Она продолжала молча убираться, но такой вольности Эйген не мог допустить.
– Чего не отвечаешь? Думаешь, коли твой братец здесь, так ты можешь плевать на всех с высокого дерева? Отвечай: злишься небось, что должна убирать и постель брата?
– Нет, Эйген!
– Так! А небось стыдишься, что ты моя маруха – с вором спуталась? И не стыдно тебе перед братом?
– Нет, Эйген!
– «Да, Эйген», «нет, Эйген» – только и знает! На большее у нее не хватает, шурин! Видно, все шарики тебе достались, а у нее на чердаке ветер гуляет. Пошевеливайся, дуреха, не то как бы у нас всю обстановку не вынесли!

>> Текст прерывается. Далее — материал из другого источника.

impl PaywallGateway {
    #[allow(clippy::too_many_arguments)]
    pub fn new(
        catalog: Arc<CatalogCache>,
        store: Arc<dyn Store>,
        quotes: Arc<QuoteEngine>,
        settlement: Arc<SettlementRecorder>,
        enqueuer: Arc<WebhookEnqueuer>,
        reconciler: Arc<SubscriptionReconciler>,
        card_rail: Arc<dyn CardRail>,
        breakers: Arc<BreakerRegistry>,
        idempotency: Arc<IdempotencyStore>,
        hooks: Arc<HookRegistry>,
        clock: Arc<dyn Clock>,
        card_webhook_secret: Option<String>,
    ) -> Self {
        Self {
            catalog,
            store,
            quotes,
            settlement,
            enqueuer,
            reconciler,
            card_rail,
            breakers,
            idempotency,
            hooks,
            clock,
            card_webhook_secret,
        }
    }

    /// Access check for `GET /api/paywall/{resource}`: grant when the wallet
    /// already paid or subscribes, otherwise mint a quote.
    pub async fn quote_or_grant(
        &self,
        resource_id: &str,
        method: Option<PaymentMethod>,
        coupon_code: Option<&str>,
        wallet: Option<&str>,
    ) -> Result<AccessDecision, GatewayError> {
        if let Some(wallet) = wallet {
            let subscriber = SubscriberRef::Wallet(wallet.to_string());
            let subscribed = self
                .store
                .find_subscription(resource_id, &subscriber)
                .await?
                .is_some_and(|sub| sub.is_active_at(self.clock.now()));
            if subscribed || self.store.has_payment_for(resource_id, wallet).await? {
                return Ok(AccessDecision::Granted);
            }
        }

        let method = match method {
            Some(method) => method,
            None => self.default_method(resource_id).await?,
        };
        let quote = self
            .quotes
            .create_quote(resource_id, method, coupon_code, wallet)
            .await?;
        Ok(AccessDecision::PaymentRequired(Box::new(quote)))
    }

    /// Prefer the crypto rail when the product is priced on it, otherwise
    /// fall back to fiat.
    async fn default_method(&self, resource_id: &str) -> Result<PaymentMethod, GatewayError> {
        let product = self
            .catalog
            .product(resource_id)
            .await?
            .filter(|p| p.active)
            .ok_or_else(|| GatewayError::ProductNotFound(resource_id.to_string()))?;
        Ok(if product.crypto_price.is_some() {
            PaymentMethod::Crypto
        } else {
            PaymentMethod::Fiat
        })
    }

    /// Settle a submitted payment proof. A duplicate settlement is mapped to
    /// the recorded transaction, making proof submission idempotent.
    pub async fn submit_payment(
        &self,
        resource_id: &str,
        proof: &PaymentProof,
    ) -> Result<PaymentTransaction, GatewayError> {
        let quote = self
            .store
            .load_quote(&proof.quote_id)
            .await?
            .ok_or(GatewayError::QuoteNotFound(proof.quote_id))?;
        if quote.resource_id != resource_id {
            return Err(GatewayError::Validation(format!(
                "quote {} does not cover resource {resource_id}",
                proof.quote_id
            )));
        }
        match self.quotes.consume_quote(&proof.quote_id, proof).await {
            Ok(tx) => Ok(tx),
            Err(GatewayError::SignatureAlreadyUsed(signature)) => self
                .store
                .payment(&signature)
                .await?
                .ok_or_else(|| GatewayError::SignatureAlreadyUsed(signature)),
            Err(err) => Err(err),
        }
    }

    /// Price a cart and open a hosted card checkout session.
    pub async fn checkout_cart(
        &self,
        lines: &[CartLine],
        coupon_code: Option<&str>,
    ) -> Result<CheckoutSession, GatewayError> {
        if lines.is_empty() {
            return Err(GatewayError::Validation("cart is empty".to_string()));
        }
        let now = self.clock.now();
        let mut priced = Vec::with_capacity(lines.len());
        let mut total: i64 = 0;
        let mut asset_code: Option<String> = None;

        for line in lines {
            if line.quantity == 0 {
                return Err(GatewayError::Validation(format!(
                    "zero quantity for product {}",
                    line.product_id
                )));
            }
            let product = self
                .catalog
                .product(&line.product_id)
                .await?
                .filter(|p| p.active)
                .ok_or_else(|| GatewayError::ProductNotFound(line.product_id.clone()))?;
            let unit = product.fiat_price.clone();
            if unit.is_none() && product.stripe_price_id.is_none() {
                return Err(GatewayError::PricingUnavailable {
                    product_id: product.id.clone(),
                    method: PaymentMethod::Fiat,
                });
            }
            if let Some(unit) = &unit {
                if let Some(code) = &asset_code {
                    if *code != unit.asset.code {
                        return Err(GatewayError::Validation(format!(
                            "mixed currencies in cart: {code} and {}",
                            unit.asset.code
                        )));
                    }
                } else {
                    asset_code = Some(unit.asset.code.clone());
                }
                total += unit.atomic * i64::from(line.quantity);
            }
            priced.push(PricedLine {
                product_id: product.id.clone(),
                quantity: line.quantity,
                unit_amount: unit.map(|m| m.atomic),
                price_id: product.stripe_price_id.clone(),
            });
        }

        let mut coupon_codes = Vec::new();
        if let Some(code) = coupon_code {
            let coupon =
                self.catalog
                    .coupon(code)
                    .await?
                    .ok_or_else(|| GatewayError::CouponNotApplicable {
                        code: code.to_string(),
                        reason: "unknown coupon".to_string(),
                    })?;
            if !coupon.is_valid_at(now) || !coupon.applies_to_method(PaymentMethod::Fiat) {
                return Err(GatewayError::CouponNotApplicable {
                    code: code.to_string(),
                    reason: "coupon is not redeemable at checkout".to_string(),
                });
            }
            total = coupon.apply_discount(total);
            coupon_codes.push(coupon.code);
        }
        if let Some(auto) = self.checkout_auto_coupon(now, coupon_code).await? {
            total = auto.apply_discount(total);
            coupon_codes.push(auto.code);
        }

        let cart = PricedCart {
            lines: priced,
            total_atomic: total,
            asset_code: asset_code.unwrap_or_else(|| "USD".to_string()),
            coupon_codes,
        };
        let session = self
            .breakers
            .execute(CARD_API, || self.card_rail.create_checkout_session(&cart))
            .await
            .map_err(|err| match err {
                BreakerError::Open { service } => GatewayError::CircuitOpen { service },
                BreakerError::Inner(inner) => inner.into_gateway(CARD_API),
            })?;
        self.hooks.checkout_created(&CheckoutCreated {
            session_id: session.id.clone(),
            line_items: cart.lines.len(),
            amount_atomic: cart.total_atomic,
            asset_code: cart.asset_code.clone(),
        });
        Ok(session)
    }

    async fn checkout_auto_coupon(
        &self,
        now: DateTime<Utc>,
        explicit: Option<&str>,
    ) -> Result<Option<Coupon>, GatewayError> {
        let mut candidates: Vec<Coupon> = self
            .catalog
            .list_coupons()
            .await?
            .into_iter()
            .filter(|c| {
                c.auto_apply
                    && c.applies_at == Some(crate::types::AppliesAt::Checkout)
                    && Some(c.code.as_str()) != explicit
                    && c.is_valid_at(now)
                    && c.applies_to_method(PaymentMethod::Fiat)
            })
            .collect();
        candidates.sort_by(|a, b| a.code.cmp(&b.code));
        Ok(candidates.into_iter().next())
    }

    /// Ingest a card-processor webhook: authenticate, deduplicate on the
    /// processor event id, then dispatch by event type.
    pub async fn ingest_card_event(
        &self,
        signature_header: Option<&str>,
        body: &[u8],
    ) -> Result<(), GatewayError> {
        if let Some(secret) = &self.card_webhook_secret {
            let header = signature_header.ok_or_else(|| {
                GatewayError::Validation("missing card webhook signature header".to_string())
            })?;
            verify_card_signature(body, header, secret, self.clock.now())?;
        }

        let event: CardEvent = serde_json::from_slice(body)
            .map_err(|err| GatewayError::Validation(format!("malformed card event: {err}")))?;

        // Processor-side retries reuse the event id; replay them as no-ops.
        let dedup_key = format!("card-event:{}", event.id);
        if self.idempotency.get(&dedup_key).is_some() {
            tracing::debug!(event_id = %event.id, "card event already processed");
            return Ok(());
        }

        let result = self.dispatch_card_event(&event).await;
        if result.is_ok() {
            self.idempotency.put(&dedup_key, 200, Vec::new());
        }
        result
    }

    async fn dispatch_card_event(&self, event: &CardEvent) -> Result<(), GatewayError> {
        match event.event_type.as_str() {
            "checkout.session.completed" => self.settle_card_session(&event.data.object).await,
            "charge.refunded" => self.enqueue_card_refund(&event.data.object).await,
            "customer.subscription.created"
            | "customer.subscription.updated"
            | "customer.subscription.deleted"
            | "invoice.paid"
            | "invoice.payment_failed" => {
                let Some(subscription_event) =
                    subscription_event_from_card(&event.event_type, &event.data.object)
                else {
                    tracing::warn!(
                        event_type = %event.event_type,
                        "card event without subscription reference"
                    );
                    return Ok(());
                };
                self.reconciler.apply(&subscription_event).await
            }
            other => {
                tracing::debug!(event_type = %other, "ignoring card event");
                Ok(())
            }
        }
    }

    async fn settle_card_session(&self, object: &serde_json::Value) -> Result<(), GatewayError> {
        let session_id = object
            .get("id")
            .and_then(|v| v.as_str())
            .ok_or_else(|| GatewayError::Validation("checkout session without id".to_string()))?;
        let metadata = object.get("metadata").cloned().unwrap_or_default();
        let resource_id = metadata
            .get("resourceId")
            .and_then(|v| v.as_str())
            .unwrap_or_default()
            .to_string();
        let wallet = metadata
            .get("wallet")
            .and_then(|v| v.as_str())
            .or_else(|| object.get("customer").and_then(|v| v.as_str()))
            .unwrap_or_default()
            .to_string();
        let amount = object
            .get("amountTotal")
            .or_else(|| object.get("amount_total"))
            .and_then(|v| v.as_i64())
            .unwrap_or(0);
        let currency = object
            .get("currency")
            .and_then(|v| v.as_str())
            .unwrap_or("USD")
            .to_uppercase();

        let mut tx_metadata = HashMap::new();
        tx_metadata.insert(
            "checkoutSession".to_string(),
            serde_json::Value::String(session_id.to_string()),
        );
        let tx = PaymentTransaction {
            signature: session_id.to_string(),
            resource_id,
            wallet,
            amount: Money::new(amount, currency, 2),
            method: PaymentMethod::Fiat,
            created_at: self.clock.now(),
            metadata: tx_metadata,
        };
        match self.settlement.record_payment(&tx).await {
            // A redelivered completion event is a benign duplicate.
            Err(GatewayError::SignatureAlreadyUsed(_)) => Ok(()),
            other => other,
        }
    }

    async fn enqueue_card_refund(&self, object: &serde_json::Value) -> Result<(), GatewayError> {
        let signature = object
            .get("paymentIntent")
            .or_else(|| object.get("payment_intent"))
            .or_else(|| object.get("id"))
            .and_then(|v| v.as_str())
            .unwrap_or_default()
            .to_string();
        let resource = self
            .store
            .payment(&signature)
            .await?
            .map(|tx| tx.resource_id)
            .unwrap_or_default();
        let amount = object
            .get("amountRefunded")
            .or_else(|| object.get("amount_refunded"))
            .and_then(|v| v.as_i64());
        let currency = object
            .get("currency")
            .and_then(|v| v.as_str())
            .map(str::to_uppercase);

        let event = RefundEvent {
            event_id: None,
            event_type: None,
            event_timestamp: None,
            resource,
            method: PaymentMethod::Fiat,
            fiat_amount_cents: amount,
            fiat_currency: currency,
            crypto_atomic_amount: None,
            crypto_token: None,
            wallet: None,
            proof_signature: signature,
            reason: object
                .get("reason")
                .and_then(|v| v.as_str())
                .map(str::to_string),
            metadata: HashMap::new(),
            refunded_at: None,
        };
        self.enqueuer.enqueue_refund(event).await?;
        Ok(())
    }

    /// Apply a subscription lifecycle event from the subscription webhook.
    pub async fn reconcile_subscription(
        &self,
        event: &SubscriptionEvent,
    ) -> Result<(), GatewayError> {
        self.reconciler.apply(event).await
    }

    /// Administrative lookup of a recorded payment.
    pub async fn payment(
        &self,
        signature: &str,
    ) -> Result<Option<PaymentTransaction>, GatewayError> {
        Ok(self.store.payment(signature).await?)
    }

    /// Dead-letter inspection.
    pub async fn list_dlq(&self, limit: usize) -> Result<Vec<PendingWebhook>, GatewayError> {
        Ok(self.store.list_dlq(limit).await?)
    }

    /// Re-enqueue a dead-lettered webhook with a fresh attempt budget.
    pub async fn replay_dlq(&self, id: u64) -> Result<bool, GatewayError> {
        Ok(self.store.replay_dlq(id, self.clock.now()).await?)
    }

    pub async fn health(&self) -> Result<HealthReport, GatewayError> {
        Ok(HealthReport {
            queue_depth: self.store.queue_depth().await?,
            breakers: self
                .breakers
                .states()
                .into_iter()
                .map(|(service, state)| (service, state.to_string()))
                .collect(),
        })
    }
}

Когда Эва видела, что Эрих изо дня в день, бездельничая, валяется на диване, а прижимистый Эйген, еще никому в жизни не оказывавший внимания, то и дело посылает ее купить для брата чего повкусней, и что Эриху ни в чем отказа нет, сколько бы он и чего ни попросил – бутылочного пива, водки или сигарет, – когда она видела, как оба они, усевшись рядышком, часами о чем-то шепчутся – а ведь она знала, что они ее ненавидят и не ждала для себя ничего хорошего, – тогда ее охватывал невыразимый страх, не дававший ей спать, отравлявший самые ее сны. Страх перед чем-то ужасным, чего она еще не испытывала, от чего заходилось даже ее иссохшее, окаменевшее сердце. С радостью приняла бы она любые побои и муки, лишь бы Эрих ушел от них. Она сидела внизу, у входа в подвал, клиенты прибывали, она принимала деньги, торговалась, спорила, четырнадцатилетний мальчонка опять называл ее «мамашей» и норовил проскользнуть без денег, но она больше не улыбалась. Все ее мысли были наверху: эта парочка стояла у нее перед глазами. Эйген говорил шепотком, Эрих подпевал ему тягучим, сдобным голосом – ах, как она их ненавидела! Она готова была вскочить, броситься наверх, подслушать за дверью, спросить, лицом к лицу спросить, что они тут затевают, чтобы наконец удостовериться, узнать, что же ей грозит…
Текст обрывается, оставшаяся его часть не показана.